Yargılamadan ve reddedici olmayan bir tutumla çocuğun notlarındaki düşüklüğün sebepleri araştırılıp anlaşılmalıdır. Çok sayıda içsel ve dışsal faktör akademik performans üzerinde olumsuz etki yaratabilir. Aile içi sorunlar, depresyon, kaygı, öğrenme güçlüğü, dikkat süreçleri ile ilgili güçlükler, yetersiz çalışma alışkanlıkları, zeka bölümünü başlıca etmenler arasında sayabiliriz.
Ceza çözüm değil
Düşük notla karşılaştığımızda çocuğumuza bağırmak, hakaret etmek, başka öğrenciler ile kıyaslamak, tehdit etmek ya da şiddet uygulamak bir çözüm olmadığı gibi yeni sorunların ortaya çıkmasını hızlandıran ve çocuğun ruhsal iyilik hali üzerinde yıkıma yol açan tutumlardır.
Bu tarz olumsuz tutumlarla karşılaşan çocukta ‘yalnızca başarılıysam değerliyim’ gibi çarpık bir inanç gelişebilir. Derse yönelik motivasyonu ve dolayısı ile akademik performanası daha çok düşebilir. Bunların yanı sıra depresyon, kaygı, davranım sorunları gibi sorunlar da görülebilir.
Karnesi kötü olan çocuğa nasıl davranılmalı?
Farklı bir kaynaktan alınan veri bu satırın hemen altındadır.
//! The core implementation of the SX127x driver.

pub(crate) mod err;

use embedded_hal_async::spi::SpiDevice;

use crate::conf::Config;
use crate::op::*;
use crate::reg::*;

pub use self::err::{SpiError, SxError};

/// Resolution of the frequency synthesizer in Hz (32 MHz / 2^19).
pub const FREQ_STEP_HZ: f64 = 61.035_156_25;

/// Calculates the 24-bit `RegFrf` word for a carrier frequency in MHz.
///
/// The result is rounded to the nearest synthesizer step. An exact half step rounds up,
/// not to even; no carrier a radio would use lands on one.
///
/// # Example
///
/// `calc_frf(915.0) == 0xE4_C000`
pub fn calc_frf(frequency_mhz: f64) -> u32 {
    (frequency_mhz * 1_000_000.0 / FREQ_STEP_HZ + 0.5) as u32
}

/// The outcome of one interrupt service pass.
#[derive(Debug)]
pub struct IrqEvent {
    /// Flags read, and cleared, at the start of the pass.
    pub flags: IrqFlags,
    /// The packet drained from the FIFO, if one arrived with a valid CRC.
    pub packet: Option<Packet>,
}

impl IrqEvent {
    /// Returns `true` if a transmission completed during this pass.
    pub fn tx_done(&self) -> bool {
        self.flags.tx_done()
    }
}

/// A wrapper around a Semtech SX1276/77/78/79 LoRa modem.
///
/// The driver tracks the operating mode it last wrote; [`SX127x::set_mode`] is the only
/// path that writes `RegOpMode`, so [`SX127x::mode`] always reflects the hardware.
pub struct SX127x<TSPI> {
    spi: TSPI,
    mode: Mode,
    frequency: f64,
}

impl<TSPI, TSPIERR> SX127x<TSPI>
where
    TSPI: SpiDevice<Error = TSPIERR>,
{
    /// Creates a new `SX127x` driver instance.
    ///
    /// No bus traffic happens until [`SX127x::init`].
    ///
    /// # Arguments
    ///
    /// * `spi` - An asynchronous SPI device; its chip select frames every register access.
    pub fn new(spi: TSPI) -> Self {
        Self {
            spi,
            mode: Mode::Sleep,
            frequency: Config::default().frequency,
        }
    }

    /// Releases the underlying SPI device.
    pub fn release(self) -> TSPI {
        self.spi
    }

    /// Probes and configures the modem, leaving it in continuous receive.
    ///
    /// Fails with [`SxError::InvalidVersion`] before touching any other register if the
    /// chip does not answer with the expected silicon revision.
    pub async fn init(&mut self, conf: &Config) -> Result<(), SxError<TSPIERR>> {
        log::trace!("sx127x::init start");
        SpreadingFactor::try_from(conf.spreading_factor)?;

        let version = self.version().await?;
        if version != SX127X_VERSION {
            log::warn!("sx127x::init unexpected version {version:#04x}");
            return Err(SxError::InvalidVersion(version));
        }

        self.set_mode(Mode::Sleep).await?;
        log::trace!("sx127x::init sleep, lora mode");

        self.set_frequency(conf.frequency).await?;
        self.set_bandwidth(conf.bandwidth).await?;
        self.set_spreading_factor(conf.spreading_factor).await?;
        self.set_coding_rate(conf.coding_rate).await?;
        self.set_preamble_length(conf.preamble_length).await?;
        self.set_crc(conf.crc).await?;
        log::trace!("sx127x::init modem configured");

        self.modify_field(LNA_BOOST_HF, 0x03).await?;
        self.write_register(Register::ModemConfig3, MODEM_CONFIG_3_AGC_AUTO_ON)
            .await?;
        self.set_tx_power(conf.tx_power, conf.pa_output).await?;
        self.set_sync_word(conf.sync_word).await?;

        self.write_register(Register::FifoTxBaseAddr, TX_BASE_ADDR)
            .await?;
        self.write_register(Register::FifoRxBaseAddr, RX_BASE_ADDR)
            .await?;
        log::trace!("sx127x::init fifo base addresses set");

        self.enter_receive().await?;
        log::trace!("sx127x::init done");
        Ok(())
    }

    /// Reads the silicon revision.
    pub async fn version(&mut self) -> Result<u8, SxError<TSPIERR>> {
        self.read_register(Register::Version).await
    }

    /// The operating mode last written to the device.
    pub fn mode(&self) -> Mode {
        self.mode
    }

    /// The configured carrier frequency in MHz.
    pub fn frequency(&self) -> f64 {
        self.frequency
    }

    /// Reads one register in a single chip-select framed transaction.
    pub async fn read_register(&mut self, register: Register) -> Result<u8, SxError<TSPIERR>> {
        let mut buf = [register.read_addr(), 0x00];
        self.spi
            .transfer_in_place(&mut buf)
            .await
            .map_err(SpiError::Transfer)?;
        Ok(buf[1])
    }

    /// Writes one register in a single chip-select framed transaction.
    async fn write_register(
        &mut self,
        register: Register,
        value: u8,
    ) -> Result<(), SxError<TSPIERR>> {
        self.spi
            .write(&[register.write_addr(), value])
            .await
            .map_err(SpiError::Write)
            .map_err(Into::into)
    }

    /// Read-modify-write of a single bit field.
    async fn modify_field(&mut self, field: Field, value: u8) -> Result<(), SxError<TSPIERR>> {
        let current = self.read_register(field.reg).await?;
        self.write_register(field.reg, field.encode(current, value))
            .await
    }

    /// Puts the device in `mode`, keeping LoRa mode selected.
    pub async fn set_mode(&mut self, mode: Mode) -> Result<(), SxError<TSPIERR>> {
        self.write_register(Register::OpMode, mode.op_mode_bits())
            .await?;
        log::debug!("sx127x::set_mode {:?} -> {mode:?}", self.mode);
        self.mode = mode;
        Ok(())
    }

    /// Selects the event that raises DIO0.
    pub async fn set_dio0_mapping(
        &mut self,
        mapping: Dio0Mapping,
    ) -> Result<(), SxError<TSPIERR>> {
        self.write_register(Register::DioMapping1, mapping as u8)
            .await
    }

    /// Sets the carrier frequency in MHz.
    ///
    /// The frequency word is written MSB, MID, LSB; the chip latches it on the LSB write.
    pub async fn set_frequency(&mut self, frequency_mhz: f64) -> Result<(), SxError<TSPIERR>> {
        self.frequency = frequency_mhz;
        let frf = calc_frf(frequency_mhz);
        self.write_register(Register::FrfMsb, (frf >> 16) as u8)
            .await?;
        self.write_register(Register::FrfMid, (frf >> 8) as u8)
            .await?;
        self.write_register(Register::FrfLsb, frf as u8).await
    }

    /// Sets the spreading factor, 6 to 12.
    ///
    /// Out-of-range values are rejected before any register is touched.
    pub async fn set_spreading_factor(
        &mut self,
        spreading_factor: u8,
    ) -> Result<(), SxError<TSPIERR>> {
        let sf = SpreadingFactor::try_from(spreading_factor)?;
        self.write_register(Register::DetectionOptimize, sf.detection_optimize())
            .await?;
        self.write_register(Register::DetectionThreshold, sf.detection_threshold())
            .await?;
        self.modify_field(SPREADING_FACTOR, sf as u8).await
    }

    /// Sets the signal bandwidth to the narrowest setting at least `bandwidth_hz` wide.
    pub async fn set_bandwidth(
        &mut self,
        bandwidth_hz: u32,
    ) -> Result<Bandwidth, SxError<TSPIERR>> {
        let bw = Bandwidth::from_hz(bandwidth_hz);
        self.modify_field(BANDWIDTH, bw as u8).await?;
        Ok(bw)
    }

    /// Sets the coding rate `4/denominator`, clamping the denominator to 5..=8.
    pub async fn set_coding_rate(&mut self, denominator: u8) -> Result<(), SxError<TSPIERR>> {
        let cr = CodingRate::from_denominator(denominator);
        self.modify_field(CODING_RATE, cr as u8).await
    }

    /// Sets the preamble length in symbols.
    pub async fn set_preamble_length(&mut self, symbols: u16) -> Result<(), SxError<TSPIERR>> {
        let [msb, lsb] = symbols.to_be_bytes();
        self.write_register(Register::PreambleMsb, msb).await?;
        self.write_register(Register::PreambleLsb, lsb).await
    }

    /// Enables or disables the payload CRC.
    pub async fn set_crc(&mut self, enabled: bool) -> Result<(), SxError<TSPIERR>> {
        self.modify_field(RX_PAYLOAD_CRC_ON, enabled as u8).await
    }

    /// Sets the LoRa sync word.
    ///
    /// Packets carrying another sync word are filtered by the chip and never raise an
    /// interrupt.
    pub async fn set_sync_word(&mut self, sync_word: u8) -> Result<(), SxError<TSPIERR>> {
        self.write_register(Register::SyncWord, sync_word).await
    }

    /// Sets the output power, clamped to the range of `output`.
    pub async fn set_tx_power(
        &mut self,
        level_dbm: i8,
        output: PaOutput,
    ) -> Result<(), SxError<TSPIERR>> {
        let pa_config = PaConfig::new(output, level_dbm);
        self.write_register(Register::PaConfig, pa_config.into())
            .await
    }

    /// RSSI of the last packet received, in dBm.
    pub async fn get_rssi(&mut self) -> Result<i16, SxError<TSPIERR>> {
        let raw = self.read_register(Register::PktRssiValue).await?;
        Ok(rssi_dbm(raw, self.frequency))
    }

    /// SNR of the last packet received, in dB.
    pub async fn get_snr(&mut self) -> Result<f32, SxError<TSPIERR>> {
        let raw = self.read_register(Register::PktSnrValue).await?;
        Ok(snr_db(raw))
    }

    /// Routes `RxDone` to DIO0 and starts continuous receive.
    pub async fn enter_receive(&mut self) -> Result<(), SxError<TSPIERR>> {
        self.set_dio0_mapping(Dio0Mapping::RxDone).await?;
        self.set_mode(Mode::RxContinuous).await
    }

    /// Loads `payload` into the FIFO and starts transmitting.
    ///
    /// DIO0 is routed to `TxDone`; the caller waits for that edge. Oversized payloads are
    /// rejected before any register is touched.
    pub async fn start_transmit(&mut self, payload: &[u8]) -> Result<(), SxError<TSPIERR>> {
        if payload.len() > MAX_PAYLOAD_LEN {
            return Err(SxError::PayloadTooLarge {
                len: payload.len(),
                max: MAX_PAYLOAD_LEN,
            });
        }
        log::trace!("sx127x::start_transmit {} bytes", payload.len());

        self.set_mode(Mode::Standby).await?;
        self.set_dio0_mapping(Dio0Mapping::TxDone).await?;
        self.write_register(Register::FifoAddrPtr, TX_BASE_ADDR)
            .await?;
        for byte in payload {
            self.write_register(Register::Fifo, *byte).await?;
        }
        self.write_register(Register::PayloadLength, payload.len() as u8)
            .await?;
        self.set_mode(Mode::Tx).await
    }

    /// Reads `RegIrqFlags` and clears every flag it reported.
    pub async fn take_irq_flags(&mut self) -> Result<IrqFlags, SxError<TSPIERR>> {
        let flags = self.read_register(Register::IrqFlags).await?;
        self.write_register(Register::IrqFlags, flags).await?;
        Ok(flags.into())
    }

    /// Services one DIO0 edge.
    ///
    /// A completed transmission switches the device back to continuous receive. A
    /// received packet is drained from the FIFO unless its CRC failed, in which case it
    /// is dropped without reading the FIFO.
    pub async fn service_irq(&mut self) -> Result<IrqEvent, SxError<TSPIERR>> {
        let flags = self.take_irq_flags().await?;
        log::trace!("sx127x::service_irq flags: {flags:?}");

        if flags.tx_done() {
            self.enter_receive().await?;
        }

        let packet = if flags.rx_done() && flags.crc_err() {
            log::debug!("sx127x::service_irq dropping packet with CRC error");
            None
        } else if flags.rx_done() {
            Some(self.read_packet().await?)
        } else {
            None
        };

        Ok(IrqEvent { flags, packet })
    }

    /// Drains the last received packet from the FIFO.
    async fn read_packet(&mut self) -> Result<Packet, SxError<TSPIERR>> {
        let addr = self.read_register(Register::FifoRxCurrentAddr).await?;
        self.write_register(Register::FifoAddrPtr, addr).await?;
        let len = self.read_register(Register::RxNbBytes).await?;
        log::trace!("sx127x::read_packet addr={addr:#04x}, len={len}");

        let mut packet = Packet::new();
        for _ in 0..len {
            let byte = self.read_register(Register::Fifo).await?;
            // `len` is a u8, so the packet never exceeds its capacity.
            let _ = packet.push(byte);
        }
        Ok(packet)
    }
}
Çocuğunuza notları ne olursa olsun değerli olduğunu ve onu olduğu gibi kabul ettiğinizi hissettirin.
Notlarını etkileyen sebepleri anlamaya çalışın.
Çocuğunuzun çalışma alışkanlıkları geliştirmesi, motive olması, zamanı yönetmesi ve organize olma becerisi gibi alanlarda neye ihtiyaç duyduğunu anlayın ve ona destek olun.
Asla başkalarıyla kıyaslamayın.
Kendi mükemmeliyetçi beklentilerinizin farkına varın ve bunu çocuğunuza yansıtmamak için uğraşın.
Tehdit, azar, incitici sözler, ceza ya da şiddet gibi tutumların çözüm olmadığını unutmayın ve kesinlikle bu tutumlardan uzak durun.
Eğer öğrenme güçlüğü, dikkat eksikliği, fiziksel bir engel gibi sorunların olduğunu saptarsanız vakit kaybetmeden bir uzmana başvurun.
Olumsuza odaklanmak yerine olumluya vurgu yapın ve iyi notları ödüllendirin. Ancak ödüllendirme sürecinde maddi ödüllerden ziyade takdir etmek gibi manevi ödülleri tercih edin.
Düşük notun bir felaket olmadığını önce siz kabullenin ki çocuğunuza yanlış bir algıyı aşılamayın.
Örseleyici hatalı tutumların çocuklarda yalan söyleme, evden kaçma, kendine zarar verme gibi sorunları tetikleyebileceğini, çocuğunuzun ruhsal sağlığını bozabileceğini aklınızdan çıkartmayın. Önceliğiniz bu yüzden notların değil çocuğunuzun iyiliği olsun.
Son olarak notları ne olursa olsun zorlu bir süreçten çıkan çocuğunuzun tatile ihtiyaç duyduğunu ve bunu hak ettiğini unutmayın. Tatil sürecinde çocuğunuza çalış baskısı yapmayın.